TASK REQUIREMENTS = Could you return every line of the records below that contains the word "model"?

Collected data entries
┌──

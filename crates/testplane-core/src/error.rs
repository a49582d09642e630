// Copyright (C) 2025 SyncMyOrders Sp. z o.o.
// SPDX-License-Identifier: AGPL-3.0-or-later
//! Error types for testplane-core.
//!
//! Provides a unified error type with stable error-code strings that the
//! REST layer maps onto wire responses.

use std::fmt;

use crate::model::Priority;

/// Result type using CoreError
pub type Result<T> = std::result::Result<T, CoreError>;

/// Core errors that can occur while touching the data model.
#[derive(Debug, Clone)]
#[non_exhaustive]
pub enum CoreError {
    /// Endpoint was not found in the store.
    EndpointNotFound {
        /// The endpoint uid that was not found.
        uid: String,
    },

    /// Task was not found in the store.
    TaskNotFound {
        /// The task id that was not found.
        task_id: String,
    },

    /// Task queue was not found for an (endpoint, priority) pair.
    QueueNotFound {
        /// The endpoint uid the queue belongs to.
        endpoint: String,
        /// The queue priority.
        priority: Priority,
    },

    /// Queue lock could not be acquired within the retry budget.
    LockTimeout {
        /// Which queue the lock belongs to.
        queue: String,
    },

    /// A stored status string did not parse into its state machine.
    InvalidStatus {
        /// The entity kind (endpoint, task, event).
        entity: &'static str,
        /// The offending value.
        value: String,
    },

    /// Input validation failed.
    ValidationError {
        /// The field that failed validation.
        field: String,
        /// The validation error message.
        message: String,
    },

    /// Store operation failed.
    DatabaseError {
        /// The operation that failed.
        operation: String,
        /// Error details.
        details: String,
    },
}

impl CoreError {
    /// Get the stable error code string for this error.
    pub fn error_code(&self) -> &'static str {
        match self {
            Self::EndpointNotFound { .. } => "ENDPOINT_NOT_FOUND",
            Self::TaskNotFound { .. } => "TASK_NOT_FOUND",
            Self::QueueNotFound { .. } => "QUEUE_NOT_FOUND",
            Self::LockTimeout { .. } => "LOCK_TIMEOUT",
            Self::InvalidStatus { .. } => "INVALID_STATUS",
            Self::ValidationError { .. } => "VALIDATION_ERROR",
            Self::DatabaseError { .. } => "DATABASE_ERROR",
        }
    }

    /// Whether the caller may retry the operation as-is.
    pub fn is_retryable(&self) -> bool {
        matches!(
            self,
            Self::LockTimeout { .. } | Self::DatabaseError { .. }
        )
    }
}

impl fmt::Display for CoreError {
    fn fmt(&self, f: &mut fmt::Formatter<'_>) -> fmt::Result {
        match self {
            Self::EndpointNotFound { uid } => {
                write!(f, "Endpoint '{}' not found", uid)
            }
            Self::TaskNotFound { task_id } => {
                write!(f, "Task '{}' not found", task_id)
            }
            Self::QueueNotFound { endpoint, priority } => {
                write!(
                    f,
                    "Task queue '{}' with priority {} not found",
                    endpoint,
                    priority.as_i32()
                )
            }
            Self::LockTimeout { queue } => {
                write!(f, "Timed out acquiring the lock of queue '{}'", queue)
            }
            Self::InvalidStatus { entity, value } => {
                write!(f, "Invalid {} status '{}'", entity, value)
            }
            Self::ValidationError { field, message } => {
                write!(f, "Validation error for '{}': {}", field, message)
            }
            Self::DatabaseError { operation, details } => {
                write!(f, "Database error during '{}': {}", operation, details)
            }
        }
    }
}

impl std::error::Error for CoreError {}

impl From<sqlx::Error> for CoreError {
    fn from(err: sqlx::Error) -> Self {
        CoreError::DatabaseError {
            operation: "query".to_string(),
            details: err.to_string(),
        }
    }
}

impl From<serde_json::Error> for CoreError {
    fn from(err: serde_json::Error) -> Self {
        CoreError::DatabaseError {
            operation: "json".to_string(),
            details: err.to_string(),
        }
    }
}

#[cfg(test)]
mod tests {
    use super::*;

    #[test]
    fn test_error_codes() {
        let cases = vec![
            (
                CoreError::EndpointNotFound {
                    uid: "x".to_string(),
                },
                "ENDPOINT_NOT_FOUND",
            ),
            (
                CoreError::TaskNotFound {
                    task_id: "x".to_string(),
                },
                "TASK_NOT_FOUND",
            ),
            (
                CoreError::QueueNotFound {
                    endpoint: "x".to_string(),
                    priority: Priority::Default,
                },
                "QUEUE_NOT_FOUND",
            ),
            (
                CoreError::LockTimeout {
                    queue: "x".to_string(),
                },
                "LOCK_TIMEOUT",
            ),
            (
                CoreError::ValidationError {
                    field: "uid".to_string(),
                    message: "not a uuid".to_string(),
                },
                "VALIDATION_ERROR",
            ),
            (
                CoreError::DatabaseError {
                    operation: "insert".to_string(),
                    details: "connection refused".to_string(),
                },
                "DATABASE_ERROR",
            ),
        ];

        for (error, expected) in cases {
            assert_eq!(error.error_code(), expected, "for {:?}", error);
            assert!(!error.to_string().is_empty());
        }
    }

    #[test]
    fn test_retryable_classification() {
        assert!(
            CoreError::LockTimeout {
                queue: "q".to_string()
            }
            .is_retryable()
        );
        assert!(
            CoreError::DatabaseError {
                operation: "query".to_string(),
                details: "io".to_string()
            }
            .is_retryable()
        );
        assert!(
            !CoreError::TaskNotFound {
                task_id: "t".to_string()
            }
            .is_retryable()
        );
    }

    #[test]
    fn test_display() {
        let err = CoreError::LockTimeout {
            queue: "ep:2".to_string(),
        };
        assert_eq!(
            err.to_string(),
            "Timed out acquiring the lock of queue 'ep:2'"
        );

        let err = CoreError::QueueNotFound {
            endpoint: "abc".to_string(),
            priority: Priority::Max,
        };
        assert_eq!(err.to_string(), "Task queue 'abc' with priority 3 not found");
    }
}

└──

WRITTEN SOLUTION =
use crate::model::Priority;
/// Core errors that can occur while touching the data model.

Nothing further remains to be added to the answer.